-- Supplied data follows --

//! Executes one non-checkpoint `TestStep` against a `BrowserDriver` and
//! reports a structured outcome; never persists artifacts.

use crate::driver::BrowserDriver;
use crate::types::{ScrollBehavior, TestStep, WaitCondition};
use std::time::{Duration, Instant};

const FUNCTION_POLL_INTERVAL: Duration = Duration::from_millis(100);
const FUNCTION_POLL_TIMEOUT: Duration = Duration::from_secs(30);
const NAVIGATION_SLEEP: Duration = Duration::from_millis(500);

#[derive(Debug, Clone)]
pub struct StepOutcome {
    pub step_id: String,
    pub success: bool,
    pub duration_ms: u64,
    pub data: Option<serde_json::Value>,
    pub error: Option<String>,
}

fn js_string(raw: &str) -> String {
    serde_json::to_string(raw).unwrap_or_else(|_| "\"\"".to_string())
}

fn ok(step_id: &str, start: Instant, data: Option<serde_json::Value>) -> StepOutcome {
    StepOutcome {
        step_id: step_id.to_string(),
        success: true,
        duration_ms: start.elapsed().as_millis() as u64,
        data,
        error: None,
    }
}

fn err(step_id: &str, start: Instant, verb: &str, locator: &str, reason: impl std::fmt::Display) -> StepOutcome {
    StepOutcome {
        step_id: step_id.to_string(),
        success: false,
        duration_ms: start.elapsed().as_millis() as u64,
        data: None,
        error: Some(format!("step '{verb}' failed at locator '{locator}': {reason}")),
    }
}

/// Executes a single step. `default_wait_timeout` bounds `selector`
/// waits that don't specify their own; checkpoint steps are not handled
/// here — see `checkpoint_manager.rs`.
pub async fn execute_step(
    driver: &dyn BrowserDriver,
    step: &TestStep,
    default_wait_timeout: Duration,
) -> StepOutcome {
    let start = Instant::now();
    let step_id = step.id();
    let verb = step.verb();

    match step {
        TestStep::Navigate { url, options, .. } => match driver.navigate(url).await {
            Ok(outcome) => ok(
                step_id,
                start,
                Some(serde_json::json!({"url": outcome.url, "status": outcome.status})),
            ),
            Err(e) => err(step_id, start, verb, &locator_or(options.referer.as_deref(), url), e),
        },

        TestStep::Click { selector, .. } => match driver.click(selector).await {
            Ok(()) => ok(step_id, start, None),
            Err(e) => err(step_id, start, verb, selector, e),
        },

        TestStep::Type { selector, text, options, .. } => {
            if options.clear_first {
                let clear_script = format!(
                    "(function(){{ var el = document.querySelector({}); if (el) el.value = ''; }})()",
                    js_string(selector)
                );
                if let Err(e) = driver.evaluate(&clear_script).await {
                    return err(step_id, start, verb, selector, e);
                }
            }
            match driver.type_text(selector, text).await {
                Ok(()) => ok(step_id, start, None),
                Err(e) => err(step_id, start, verb, selector, e),
            }
        }

        TestStep::Wait { condition, .. } => execute_wait(driver, step_id, condition, default_wait_timeout, start).await,

        TestStep::Scroll { selector, x, y, behavior, .. } => {
            let script = scroll_script(selector.as_deref(), *x, *y, *behavior);
            match driver.evaluate(&script).await {
                Ok(_) => ok(step_id, start, None),
                Err(e) => err(step_id, start, verb, selector.as_deref().unwrap_or("<window>"), e),
            }
        }

        TestStep::Select { selector, values, .. } => {
            let script = select_script(selector, values);
            match driver.evaluate(&script).await {
                Ok(_) => ok(step_id, start, None),
                Err(e) => err(step_id, start, verb, selector, e),
            }
        }

        TestStep::Hover { selector, .. } => {
            let script = format!(
                "(function(){{ var el = document.querySelector({}); if (el) el.dispatchEvent(new MouseEvent('mouseover', {{bubbles: true}})); }})()",
                js_string(selector)
            );
            match driver.evaluate(&script).await {
                Ok(_) => ok(step_id, start, None),
                Err(e) => err(step_id, start, verb, selector, e),
            }
        }

        TestStep::Press { key, .. } => {
            let script = format!(
                "(function(){{ var el = document.activeElement || document.body; el.dispatchEvent(new KeyboardEvent('keydown', {{key: {}, bubbles: true}})); }})()",
                js_string(key)
            );
            match driver.evaluate(&script).await {
                Ok(_) => ok(step_id, start, None),
                Err(e) => err(step_id, start, verb, key, e),
            }
        }

        TestStep::Checkpoint { checkpoint, .. } => {
            // The orchestrator routes checkpoint steps to the checkpoint
            // manager before they ever reach the runner; reaching here
            // is a caller bug, not a driver failure.
            err(
                step_id,
                start,
                verb,
                &checkpoint.name,
                "checkpoint steps must be executed by the checkpoint manager",
            )
        }
    }
}

fn locator_or<'a>(preferred: Option<&'a str>, fallback: &'a str) -> String {
    preferred.unwrap_or(fallback).to_string()
}

async fn execute_wait(
    driver: &dyn BrowserDriver,
    step_id: &str,
    condition: &WaitCondition,
    default_wait_timeout: Duration,
    start: Instant,
) -> StepOutcome {
    match condition {
        WaitCondition::Timeout { ms } => {
            tokio::time::sleep(Duration::from_millis(*ms)).await;
            ok(step_id, start, None)
        }

        WaitCondition::Selector { selector, .. } => {
            match driver.wait_for_selector(selector, default_wait_timeout).await {
                Ok(()) => ok(step_id, start, None),
                Err(e) => err(step_id, start, "wait", selector, e),
            }
        }

        WaitCondition::Function { body, args } => {
            let script = format!("(function(){{ {body} }})({})", args.join(", "));
            let deadline = Instant::now() + FUNCTION_POLL_TIMEOUT;
            loop {
                match driver.evaluate(&script).await {
                    Ok(value) if is_truthy(&value) => return ok(step_id, start, Some(value)),
                    Ok(_) => {}
                    Err(e) => return err(step_id, start, "wait", body, e),
                }
                if Instant::now() >= deadline {
                    return err(step_id, start, "wait", body, "function wait timed out after 30s");
                }
                tokio::time::sleep(FUNCTION_POLL_INTERVAL).await;
            }
        }

        // Coarse placeholders: a real implementation
        // would subscribe to driver lifecycle/network events.
        WaitCondition::Navigation => {
            tokio::time::sleep(NAVIGATION_SLEEP).await;
            ok(step_id, start, None)
        }
        WaitCondition::NetworkIdle { timeout_ms } => {
            let bound = timeout_ms.map(Duration::from_millis).unwrap_or(NAVIGATION_SLEEP);
            tokio::time::sleep(bound.min(default_wait_timeout)).await;
            ok(step_id, start, None)
        }
    }
}

fn is_truthy(value: &serde_json::Value) -> bool {
    match value {
        serde_json::Value::Null => false,
        serde_json::Value::Bool(b) => *b,
        serde_json::Value::Number(n) => n.as_f64().map_or(true, |f| f != 0.0),
        serde_json::Value::String(s) => !s.is_empty(),
        serde_json::Value::Array(a) => !a.is_empty(),
        serde_json::Value::Object(_) => true,
    }
}

fn scroll_script(selector: Option<&str>, x: Option<i64>, y: Option<i64>, behavior: Option<ScrollBehavior>) -> String {
    let behavior = match behavior {
        Some(ScrollBehavior::Smooth) => "smooth",
        _ => "auto",
    };
    match selector {
        Some(sel) => format!(
            "(function(){{ var el = document.querySelector({}); if (el) el.scrollIntoView({{behavior: '{behavior}'}}); }})()",
            js_string(sel)
        ),
        None => format!(
            "window.scrollTo({{left: {}, top: {}, behavior: '{behavior}'}})",
            x.unwrap_or(0),
            y.unwrap_or(0)
        ),
    }
}

fn select_script(selector: &str, values: &[String]) -> String {
    let values_json = serde_json::to_string(values).unwrap_or_else(|_| "[]".to_string());
    format!(
        "(function(){{ var el = document.querySelector({}); var values = {values_json}; if (!el) return; for (var i = 0; i < el.options.length; i++) {{ el.options[i].selected = values.indexOf(el.options[i].value) !== -1; }} el.dispatchEvent(new Event('change', {{bubbles: true}})); }})()",
        js_string(selector)
    )
}

#[cfg(test)]
mod tests {
    use super::*;
    use crate::driver::ScriptedDriver;
    use crate::types::{NavigateOptions, TypeOptions};

    fn driver() -> ScriptedDriver {
        ScriptedDriver::new("<html><body><h1>hi</h1></body></html>", vec![], vec![])
    }

    #[tokio::test]
    async fn navigate_reports_driver_url() {
        let d = driver();
        let step = TestStep::Navigate {
            id: "s1".into(),
            url: "https://example.test/".into(),
            options: NavigateOptions::default(),
        };
        let outcome = execute_step(&d, &step, Duration::from_secs(1)).await;
        assert!(outcome.success);
        assert_eq!(outcome.data.unwrap()["url"], "https://example.test/");
    }

    #[tokio::test]
    async fn selector_wait_fails_with_verb_and_locator_in_message() {
        let d = driver();
        let step = TestStep::Wait {
            id: "s2".into(),
            condition: WaitCondition::Selector {
                selector: "#missing".into(),
                visible: true,
            },
        };
        let outcome = execute_step(&d, &step, Duration::from_millis(50)).await;
        assert!(!outcome.success);
        let message = outcome.error.unwrap();
        assert!(message.contains("wait"));
        assert!(message.contains("#missing"));
    }

    #[tokio::test]
    async fn type_with_clear_first_calls_evaluate_then_type() {
        let d = driver();
        let step = TestStep::Type {
            id: "s3".into(),
            selector: "#q".into(),
            text: "hello".into(),
            options: TypeOptions {
                delay_ms: None,
                clear_first: true,
            },
        };
        let outcome = execute_step(&d, &step, Duration::from_secs(1)).await;
        assert!(outcome.success);
        let calls = d.calls.lock().await;
        assert!(calls.iter().any(|c| c.starts_with("evaluate:")));
        assert!(calls.iter().any(|c| c.starts_with("type:#q:hello")));
    }

    #[tokio::test]
    async fn timeout_wait_sleeps_for_requested_duration() {
        let d = driver();
        let step = TestStep::Wait {
            id: "s4".into(),
            condition: WaitCondition::Timeout { ms: 10 },
        };
        let start = Instant::now();
        let outcome = execute_step(&d, &step, Duration::from_secs(1)).await;
        assert!(outcome.success);
        assert!(start.elapsed() >= Duration::from_millis(10));
    }
}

-- Supplied data concluded --

Where a line above holds the string "ScrollBehavior", show that line.

use crate::types::{ScrollBehavior, TestStep, WaitCondition};
fn scroll_script(selector: Option<&str>, x: Option<i64>, y: Option<i64>, behavior: Option<ScrollBehavior>) -> String {
        Some(ScrollBehavior::Smooth) => "smooth",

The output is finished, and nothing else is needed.